Lleva 20 años de conserje en el colegio Ferrández Cruz y es toda una institución entre los alumnos de varias generaciones en un centro emblemático del centro de la ciudad. Nada más sonar el timbre del patio hacen cola ante su garita, uno para pedir una servilleta porque se ha manchado con el bocadillo, otra para que le ponga una tirita. Antes estuvo en La Marina, San Antón, Miguel Hernández y Candalix y después de 28 años de profesión se jubila en quince días, cuando cumpla los 65. Ayer quiso despedirse de los niños invitándoles a un helado y revolucionó el recreo.

¿Cómo afronta su inminente cambio de vida?

Por un lado me da pena, pero por otro es ley de vida. Dice un vecino mío que los jubilados somos como los «danones», que nos tienen que retirar de la estantería. Hay muchos niños que no lo saben todavía, se están enterando ahora.

¿Qué significa ser conserje de un centro escolar?

Yo he sido el padre, el abuelo y de todo para los niños.
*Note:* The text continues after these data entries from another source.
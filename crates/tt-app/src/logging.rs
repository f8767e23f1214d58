//! Tracing subscriber setup.

use tracing_subscriber::EnvFilter;
use tt_config::schema::LogLevel;

/// Pick the filter directive: command line, then `RUST_LOG`, then config.
pub fn filter_directive(cli: Option<&str>, env: Option<&str>, config: LogLevel) -> String {
    cli.or(env)
        .map(str::trim)
        .filter(|d| !d.is_empty())
        .map(str::to_string)
        .unwrap_or_else(|| config.as_directive().to_string())
}

pub fn init(cli: Option<&str>, config: LogLevel) {
    let env = std::env::var(EnvFilter::DEFAULT_ENV).ok();
    let directive = filter_directive(cli, env.as_deref(), config);
    let filter = EnvFilter::try_new(&directive).unwrap_or_else(|e| {
        eprintln!("invalid log filter {directive:?}: {e}");
        EnvFilter::new(config.as_directive())
    });
    tracing_subscriber::fmt().with_env_filter(filter).init();
}

#[cfg(test)]
mod tests {
    use super::*;

    #[test]
    fn command_line_wins() {
        assert_eq!(
            filter_directive(Some("debug"), Some("warn"), LogLevel::Error),
            "debug"
        );
    }

    #[test]
    fn env_beats_config() {
        assert_eq!(
            filter_directive(None, Some("tt_rpc=trace"), LogLevel::Info),
            "tt_rpc=trace"
        );
    }

    #[test]
    fn falls_back_to_config_level() {
        assert_eq!(filter_directive(None, None, LogLevel::Warn), "warn");
        assert_eq!(filter_directive(Some(" "), None, LogLevel::Info), "info");
    }
}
Cuando saqué la plaza no pensaba que los chiquitos eran todos tan estupendos. El más malo tiene cosas buenas, alguno es revoltoso pero a veces no sabemos por qué y hay que saber llegar a ellos. Desde que son chiquitos se dan cuenta de todo, de lo bueno y de lo malo, aunque a veces nos creemos que no. Para mí los mejores amigos son los críos.

¿Cuáles han sido sus responsabilidades?

Todo lo que haga falta, por ejemplo el otro día a Claudia le quité un diente. ¿A que sí? -le dice a ella, que se le abraza- y luego se le perdió en el patio. Vino con un disgusto... ¿Y qué hizo Manolo? Díselo tú -le dice a ella, que contesta en voz bajita, avergonzada-, pues le escribimos juntos una carta al Ratón Pérez, y al final le trajo cinco euros y una chocolatina.